(Records contained in a dataset)
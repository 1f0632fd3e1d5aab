//! Font selection for chart text.

use font_kit::source::SystemSource;

/// Which face and label language the charts use
#[derive(Debug, Clone, Copy, PartialEq, Eq, Default)]
pub enum FontStrategy {
    /// Times New Roman (or any serif face), English labels
    #[default]
    Serif,
    /// A Japanese-capable face with Japanese labels
    Cjk,
}

/// Language of axis and category labels
#[derive(Debug, Clone, Copy, PartialEq, Eq)]
pub enum Locale {
    English,
    Japanese,
}

/// The face chosen after probing what is installed
#[derive(Debug, Clone, Copy, PartialEq, Eq)]
pub struct ResolvedFont {
    /// Family name as understood by plotters ("serif", "sans-serif" or a face name)
    pub family: &'static str,
    pub locale: Locale,
    /// True when the preferred face was not available
    pub fallback: bool,
}

pub const SERIF_FACE: &str = "Times New Roman";

/// Families tried in order for Japanese text
pub const CJK_FACES: [&str; 8] = [
    "Hiragino Sans",
    "Hiragino Kaku Gothic ProN",
    "Yu Gothic",
    "Meiryo",
    "MS Gothic",
    "Noto Sans CJK JP",
    "Noto Sans JP",
    "IPAexGothic",
];

/// Whether an installed face of `family` has a glyph for every character
/// of `sample`. Plotters substitutes a sans-serif face for unknown
/// families, so the lookup goes to the system font source directly.
pub fn font_available(family: &str, sample: &str) -> bool {
    let handle = match SystemSource::new().select_family_by_name(family) {
        Ok(handle) => handle,
        Err(_) => return false,
    };

    handle.fonts().iter().any(|font| match font.load() {
        Ok(font) => sample
            .chars()
            .filter(|c| !c.is_whitespace())
            .all(|c| font.glyph_for_char(c).is_some()),
        Err(e) => {
            log::debug!("Could not load a face of {}: {}", family, e);
            false
        }
    })
}

/// Pick a face for `strategy` using the installed fonts
pub fn resolve_font(strategy: FontStrategy) -> ResolvedFont {
    resolve_with(strategy, font_available)
}

/// Pick a face for `strategy`, asking `probe` whether a family can render
/// a sample string
pub fn resolve_with<F>(strategy: FontStrategy, probe: F) -> ResolvedFont
where
    F: Fn(&str, &str) -> bool,
{
    match strategy {
        FontStrategy::Serif => {
            if probe(SERIF_FACE, "Insect") {
                ResolvedFont {
                    family: SERIF_FACE,
                    locale: Locale::English,
                    fallback: false,
                }
            } else {
                log::warn!("{} not found, using the default serif face", SERIF_FACE);
                ResolvedFont {
                    family: "serif",
                    locale: Locale::English,
                    fallback: true,
                }
            }
        }
        FontStrategy::Cjk => match CJK_FACES.iter().copied().find(|face| probe(face, "虫嫌い")) {
            Some(face) => ResolvedFont {
                family: face,
                locale: Locale::Japanese,
                fallback: false,
            },
            None => {
                log::warn!("No Japanese-capable font found, using English labels");
                ResolvedFont {
                    family: "sans-serif",
                    locale: Locale::English,
                    fallback: true,
                }
            }
        },
    }
}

## ASSIGNED TASK
Only the number is needed here: how many lines in the data contain "iter"?

## RESPONSE BOX
2